• ACTIVITY
Retype, word for word, each line between the lines holding "DeriveEntityModel, Serialize, Deserialize)]" and "Relation::Wallet.def()", inclusive, and leave the rest of the data alone.

• SOURCE INFORMATION
==========

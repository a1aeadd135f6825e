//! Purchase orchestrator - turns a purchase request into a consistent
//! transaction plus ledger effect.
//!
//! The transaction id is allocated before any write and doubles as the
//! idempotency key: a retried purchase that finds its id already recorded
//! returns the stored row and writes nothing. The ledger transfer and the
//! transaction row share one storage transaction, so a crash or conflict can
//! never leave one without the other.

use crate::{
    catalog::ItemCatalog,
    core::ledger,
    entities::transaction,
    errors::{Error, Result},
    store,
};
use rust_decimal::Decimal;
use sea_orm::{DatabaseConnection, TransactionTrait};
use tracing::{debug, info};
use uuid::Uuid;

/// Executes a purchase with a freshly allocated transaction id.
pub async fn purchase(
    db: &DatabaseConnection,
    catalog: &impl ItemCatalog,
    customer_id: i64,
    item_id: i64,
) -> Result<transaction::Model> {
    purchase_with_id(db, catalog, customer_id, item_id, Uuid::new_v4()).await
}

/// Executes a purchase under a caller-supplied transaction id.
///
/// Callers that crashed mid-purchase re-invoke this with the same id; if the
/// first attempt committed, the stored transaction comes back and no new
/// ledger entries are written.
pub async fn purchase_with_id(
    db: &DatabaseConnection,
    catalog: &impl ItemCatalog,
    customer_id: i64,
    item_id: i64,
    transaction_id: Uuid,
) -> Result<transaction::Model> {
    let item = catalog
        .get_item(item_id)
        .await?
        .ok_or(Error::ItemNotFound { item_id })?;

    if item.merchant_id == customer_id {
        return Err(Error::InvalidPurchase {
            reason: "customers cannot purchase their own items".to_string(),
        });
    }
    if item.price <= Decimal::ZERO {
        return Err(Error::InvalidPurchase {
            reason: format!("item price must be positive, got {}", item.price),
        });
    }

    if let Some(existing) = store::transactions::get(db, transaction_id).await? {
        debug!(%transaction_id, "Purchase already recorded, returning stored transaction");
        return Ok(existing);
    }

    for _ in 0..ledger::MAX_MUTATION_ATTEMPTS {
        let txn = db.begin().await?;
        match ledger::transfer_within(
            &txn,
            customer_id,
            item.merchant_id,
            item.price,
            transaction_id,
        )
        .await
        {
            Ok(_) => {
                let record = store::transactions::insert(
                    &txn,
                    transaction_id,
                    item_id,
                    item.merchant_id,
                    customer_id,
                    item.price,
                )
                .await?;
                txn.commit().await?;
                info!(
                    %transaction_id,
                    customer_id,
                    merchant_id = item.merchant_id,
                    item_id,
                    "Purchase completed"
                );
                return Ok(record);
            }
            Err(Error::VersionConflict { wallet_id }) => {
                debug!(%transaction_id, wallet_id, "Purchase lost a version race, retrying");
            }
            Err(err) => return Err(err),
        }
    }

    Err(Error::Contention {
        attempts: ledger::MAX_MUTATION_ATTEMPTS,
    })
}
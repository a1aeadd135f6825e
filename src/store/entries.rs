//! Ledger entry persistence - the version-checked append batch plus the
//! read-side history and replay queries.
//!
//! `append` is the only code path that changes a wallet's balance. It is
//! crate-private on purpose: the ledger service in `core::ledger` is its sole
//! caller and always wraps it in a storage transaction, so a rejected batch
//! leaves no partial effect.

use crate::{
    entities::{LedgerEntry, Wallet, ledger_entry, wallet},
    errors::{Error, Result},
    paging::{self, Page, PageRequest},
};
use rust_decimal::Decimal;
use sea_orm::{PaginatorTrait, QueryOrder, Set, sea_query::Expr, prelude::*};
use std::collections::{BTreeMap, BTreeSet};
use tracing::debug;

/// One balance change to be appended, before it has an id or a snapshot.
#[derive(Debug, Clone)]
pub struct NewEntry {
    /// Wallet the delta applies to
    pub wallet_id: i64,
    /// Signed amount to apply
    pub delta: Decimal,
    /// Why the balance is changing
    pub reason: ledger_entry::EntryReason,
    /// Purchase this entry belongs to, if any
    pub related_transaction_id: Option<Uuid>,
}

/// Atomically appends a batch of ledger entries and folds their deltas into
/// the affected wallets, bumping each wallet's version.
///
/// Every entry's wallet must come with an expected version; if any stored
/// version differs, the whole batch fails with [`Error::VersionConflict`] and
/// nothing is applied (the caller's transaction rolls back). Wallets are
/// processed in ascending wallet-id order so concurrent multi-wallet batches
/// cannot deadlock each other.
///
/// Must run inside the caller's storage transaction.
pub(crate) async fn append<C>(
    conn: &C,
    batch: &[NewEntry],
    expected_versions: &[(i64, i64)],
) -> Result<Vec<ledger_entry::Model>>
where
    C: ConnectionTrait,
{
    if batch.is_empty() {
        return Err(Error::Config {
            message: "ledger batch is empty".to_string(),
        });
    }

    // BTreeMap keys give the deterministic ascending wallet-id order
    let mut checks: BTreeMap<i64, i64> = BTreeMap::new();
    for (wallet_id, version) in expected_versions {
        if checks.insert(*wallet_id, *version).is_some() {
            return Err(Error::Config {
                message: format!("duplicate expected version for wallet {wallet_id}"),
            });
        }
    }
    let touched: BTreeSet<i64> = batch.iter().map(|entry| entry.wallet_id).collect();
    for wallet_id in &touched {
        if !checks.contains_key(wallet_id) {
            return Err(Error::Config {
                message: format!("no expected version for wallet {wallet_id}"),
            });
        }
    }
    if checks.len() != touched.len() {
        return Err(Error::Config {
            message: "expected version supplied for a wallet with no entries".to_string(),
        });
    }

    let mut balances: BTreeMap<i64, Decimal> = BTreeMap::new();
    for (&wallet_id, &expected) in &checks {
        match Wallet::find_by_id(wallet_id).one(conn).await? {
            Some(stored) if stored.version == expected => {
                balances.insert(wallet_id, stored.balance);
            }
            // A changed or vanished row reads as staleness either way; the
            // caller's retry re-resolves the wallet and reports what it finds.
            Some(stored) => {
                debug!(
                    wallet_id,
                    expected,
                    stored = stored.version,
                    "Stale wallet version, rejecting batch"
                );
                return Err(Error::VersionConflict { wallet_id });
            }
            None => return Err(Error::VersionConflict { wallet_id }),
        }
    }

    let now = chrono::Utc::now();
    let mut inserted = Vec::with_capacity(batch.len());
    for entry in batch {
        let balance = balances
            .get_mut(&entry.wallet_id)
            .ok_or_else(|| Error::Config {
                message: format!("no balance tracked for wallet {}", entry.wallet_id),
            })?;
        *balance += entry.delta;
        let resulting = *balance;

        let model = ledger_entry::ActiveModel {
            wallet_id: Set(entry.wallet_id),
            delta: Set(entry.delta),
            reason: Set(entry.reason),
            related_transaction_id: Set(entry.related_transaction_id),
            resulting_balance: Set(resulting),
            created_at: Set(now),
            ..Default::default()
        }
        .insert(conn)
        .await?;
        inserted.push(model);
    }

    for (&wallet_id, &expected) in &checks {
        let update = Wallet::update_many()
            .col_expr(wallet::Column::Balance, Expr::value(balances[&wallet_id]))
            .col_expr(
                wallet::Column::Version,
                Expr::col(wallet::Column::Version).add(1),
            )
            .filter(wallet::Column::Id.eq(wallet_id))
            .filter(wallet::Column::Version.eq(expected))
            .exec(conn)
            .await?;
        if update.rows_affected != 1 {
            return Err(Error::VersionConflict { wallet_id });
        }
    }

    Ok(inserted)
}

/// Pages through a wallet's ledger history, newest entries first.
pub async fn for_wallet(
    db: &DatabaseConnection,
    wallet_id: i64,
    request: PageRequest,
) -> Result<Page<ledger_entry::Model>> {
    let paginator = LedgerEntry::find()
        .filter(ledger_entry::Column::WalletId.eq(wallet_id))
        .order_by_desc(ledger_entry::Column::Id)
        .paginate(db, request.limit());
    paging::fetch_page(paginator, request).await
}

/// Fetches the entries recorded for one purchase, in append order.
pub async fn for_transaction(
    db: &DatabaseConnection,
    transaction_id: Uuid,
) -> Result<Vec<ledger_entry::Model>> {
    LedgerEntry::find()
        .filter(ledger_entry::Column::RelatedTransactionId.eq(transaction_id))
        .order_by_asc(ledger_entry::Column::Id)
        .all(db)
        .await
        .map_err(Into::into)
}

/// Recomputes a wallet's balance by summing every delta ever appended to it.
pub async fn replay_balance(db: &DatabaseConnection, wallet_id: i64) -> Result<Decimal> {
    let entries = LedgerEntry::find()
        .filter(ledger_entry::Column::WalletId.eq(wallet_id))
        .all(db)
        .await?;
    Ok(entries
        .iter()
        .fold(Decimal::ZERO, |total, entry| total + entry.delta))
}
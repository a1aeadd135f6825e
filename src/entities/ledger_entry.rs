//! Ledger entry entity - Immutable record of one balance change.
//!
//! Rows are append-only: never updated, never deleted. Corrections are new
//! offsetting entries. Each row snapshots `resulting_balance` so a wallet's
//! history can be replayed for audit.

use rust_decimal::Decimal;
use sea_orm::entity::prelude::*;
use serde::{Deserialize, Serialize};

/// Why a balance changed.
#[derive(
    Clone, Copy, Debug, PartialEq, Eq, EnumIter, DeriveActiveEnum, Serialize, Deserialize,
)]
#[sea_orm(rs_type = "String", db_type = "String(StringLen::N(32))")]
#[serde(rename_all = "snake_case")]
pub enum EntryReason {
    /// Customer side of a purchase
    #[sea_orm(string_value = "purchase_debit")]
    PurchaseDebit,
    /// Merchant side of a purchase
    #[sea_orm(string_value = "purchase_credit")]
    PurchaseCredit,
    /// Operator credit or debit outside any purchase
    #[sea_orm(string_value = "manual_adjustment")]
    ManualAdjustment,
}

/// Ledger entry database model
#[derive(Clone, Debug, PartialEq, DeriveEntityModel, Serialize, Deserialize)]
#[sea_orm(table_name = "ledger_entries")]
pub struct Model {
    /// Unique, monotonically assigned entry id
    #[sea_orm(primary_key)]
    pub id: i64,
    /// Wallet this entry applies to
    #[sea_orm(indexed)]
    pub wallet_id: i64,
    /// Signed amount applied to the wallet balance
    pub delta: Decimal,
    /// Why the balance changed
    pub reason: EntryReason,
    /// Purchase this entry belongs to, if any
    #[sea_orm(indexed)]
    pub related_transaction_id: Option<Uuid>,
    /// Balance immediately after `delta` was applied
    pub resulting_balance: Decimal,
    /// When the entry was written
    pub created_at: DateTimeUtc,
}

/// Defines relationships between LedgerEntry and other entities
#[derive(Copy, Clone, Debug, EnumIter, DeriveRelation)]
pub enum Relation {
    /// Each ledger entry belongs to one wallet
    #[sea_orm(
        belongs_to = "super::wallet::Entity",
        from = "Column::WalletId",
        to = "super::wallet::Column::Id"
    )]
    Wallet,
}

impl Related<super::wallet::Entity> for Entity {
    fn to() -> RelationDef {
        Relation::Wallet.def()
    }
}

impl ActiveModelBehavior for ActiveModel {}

==========

• ANSWER AREA
#[derive(Clone, Debug, PartialEq, DeriveEntityModel, Serialize, Deserialize)]
#[sea_orm(table_name = "ledger_entries")]
pub struct Model {
    /// Unique, monotonically assigned entry id
    #[sea_orm(primary_key)]
    pub id: i64,
    /// Wallet this entry applies to
    #[sea_orm(indexed)]
    pub wallet_id: i64,
    /// Signed amount applied to the wallet balance
    pub delta: Decimal,
    /// Why the balance changed
    pub reason: EntryReason,
    /// Purchase this entry belongs to, if any
    #[sea_orm(indexed)]
    pub related_transaction_id: Option<Uuid>,
    /// Balance immediately after `delta` was applied
    pub resulting_balance: Decimal,
    /// When the entry was written
    pub created_at: DateTimeUtc,
}

/// Defines relationships between LedgerEntry and other entities
#[derive(Copy, Clone, Debug, EnumIter, DeriveRelation)]
pub enum Relation {
    /// Each ledger entry belongs to one wallet
    #[sea_orm(
        belongs_to = "super::wallet::Entity",
        from = "Column::WalletId",
        to = "super::wallet::Column::Id"
    )]
    Wallet,
}

impl Related<super::wallet::Entity> for Entity {
    fn to() -> RelationDef {
        Relation::Wallet.def()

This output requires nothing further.